Marvin follows The Night Shirt on his nightly activities, seeing events that he doesn't understand and we readers understand only a little more. It turns out that the magician from Ladykiller has a larger plot in mind, which is ready to launch. Others are not so happy about that plot, which leads to a certain amount of violence at the climax of this book.
This book also, incidentally, explains why there's a village of magicians, far away from everyone else, in the Zenith and later time periods. And, in the end, Marvin and his mother leave Antipolis, which is too "civilized" -- violent, dangerous, full of plots and lies -- for them.
I'm not crazy about Blutch's art here, which feels a little too deliberately crude for Dungeon. His fight scenes are claustrophobic and too static for my eye, all tight closeups and action that flows a beat too slowly from panel to panel. (But I'd like to see it without color, sometime -- I suspect his work might show better in the starkness of black and white.)

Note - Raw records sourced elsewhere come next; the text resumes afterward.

// Copyright 2021 Datafuse Labs
//
// Licensed under the Apache License, Version 2.0 (the "License");
// you may not use this file except in compliance with the License.
// You may obtain a copy of the License at
//
//     http://www.apache.org/licenses/LICENSE-2.0
//
// Unless required by applicable law or agreed to in writing, software
// distributed under the License is distributed on an "AS IS" BASIS,
// WITHOUT WARRANTIES OR CONDITIONS OF ANY KIND, either express or implied.
// See the License for the specific language governing permissions and
// limitations under the License.

use std::fmt;
use std::future::Future;
use std::time::Duration;

use crate::errors::ConnectionClosed;
use crate::errors::SubscribeError;
use crate::notification::Notification;

pub trait TypeConfig
where
    Self: fmt::Debug,
    Self: Default,
    Self: Send + Sync + 'static,
{
    /// The client that reads and writes the remote hash collection.
    type Collection: RemoteCollection + Send + Sync + 'static;

    /// The connection that delivers keyspace notifications.
    type Feed: ChangeFeed + Send + 'static;

    /// Spawn a future that will run in the background.
    ///
    /// `name` is used for debugging purposes, it can be any string that identifies the future.
    fn spawn<F>(future: F, name: impl ToString)
    where
        F: Future + Send + 'static,
        F::Output: Send + 'static;
}

/// The four hash commands the cache needs: `HKEYS`, `HGET`, `HSET` and `HDEL`.
///
/// Pure request/response: an implementation keeps no state on behalf of the cache.
#[async_trait::async_trait]
pub trait RemoteCollection {
    /// List the field names of the hash `key`. A missing hash has no fields.
    async fn fields(&self, key: &str) -> Result<Vec<String>, ConnectionClosed>;

    /// Read one field. `None` if the field does not exist.
    async fn get_field(&self, key: &str, field: &str) -> Result<Option<String>, ConnectionClosed>;

    async fn set_field(&self, key: &str, field: &str, value: &str)
        -> Result<(), ConnectionClosed>;

    /// Delete fields, returning how many of them existed.
    async fn del_fields(&self, key: &str, fields: &[&str]) -> Result<u64, ConnectionClosed>;
}

/// A dedicated pub/sub connection to the remote store.
#[async_trait::async_trait]
pub trait ChangeFeed {
    /// Configure the server to publish keyspace notifications,
    /// e.g. `CONFIG SET notify-keyspace-events KEAn`.
    ///
    /// It is a process-wide server setting and must be idempotent.
    async fn enable_notifications(&mut self, flags: &str) -> Result<(), ConnectionClosed>;

    /// Pattern-subscribe to `pattern`.
    ///
    /// It may be called again after [`ChangeFeed::next_message`] returned an error,
    /// to re-establish the subscription.
    async fn psubscribe(&mut self, pattern: &str) -> Result<(), SubscribeError>;

    /// Wait at most `timeout` for the next notification. `Ok(None)` means the timeout elapsed.
    ///
    /// The returned future must be cancel-safe: dropping it must not lose a message.
    async fn next_message(
        &mut self,
        timeout: Duration,
    ) -> Result<Option<Notification>, ConnectionClosed>;

    async fn punsubscribe(&mut self) -> Result<(), ConnectionClosed>;

    async fn close(&mut self) -> Result<(), ConnectionClosed>;
}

And then the back half of the My Son book contains possibly the very darkest Dungeon story, and another one I'll put in the "maybe quintessential" bucket with The Depths: Soldiers of Honor (Des Soldats d'Honneur). This one has ominous, dark art in an unflinching six-panel grid by Bezian, and text entirely shown as captions, as if we're being told the story long afterward.
It's set during the Twilight era, told by one soldier of the Grand Khan's armies. Gork. He's a demon from hell, and watches one subterranean passage into the Grand Khan's fortress along with his brother Krog. One day, a "very old and blind" stranger comes through, and needs the two brothers plus twenty more soldiers to subdue him. (This is, of course, the Dust King, and so I think it means Soldiers of Honor takes place before Dragon Cemetery, the first Twilight book.)
Since Krog called for help, he's failed in his duty: he is sentenced to have his wings ripped off, and to be left in the desert to die. And his brother is the one chosen to accompany him and see the sentence carried out.
The two brothers travel together, arguing and talking about their parents and terrorizing the locals they pass -- they are demons, after all. They get caught up in plots in the magicians' village of Pigsville, and Krog tries to escape his fate.
But neither of them escape their fates.
Soldiers of Honor is even darker than The Depths -- this is the real "war is hell" book of Dungeon, with only the smallest bits of very dark humor and evocatively spidery art from Bezian. It all goes badly for these two demons, but it goes badly for everyone they meet as well, and more expansively went badly for anyone caught up in the Grand Khan's wars. But that's the way of the Twilight era, where everything is horrible and getting worse -- it's epic fantasy in the time of a Dark Lord, when the whole world will be destroyed unless....
But I'll get to that unless in a few more days. For now, My Son the Killer pulls together two dark stories from opposite ends of the Dungeon timeline, giving us two very different views of Marvin at the two ends of his life.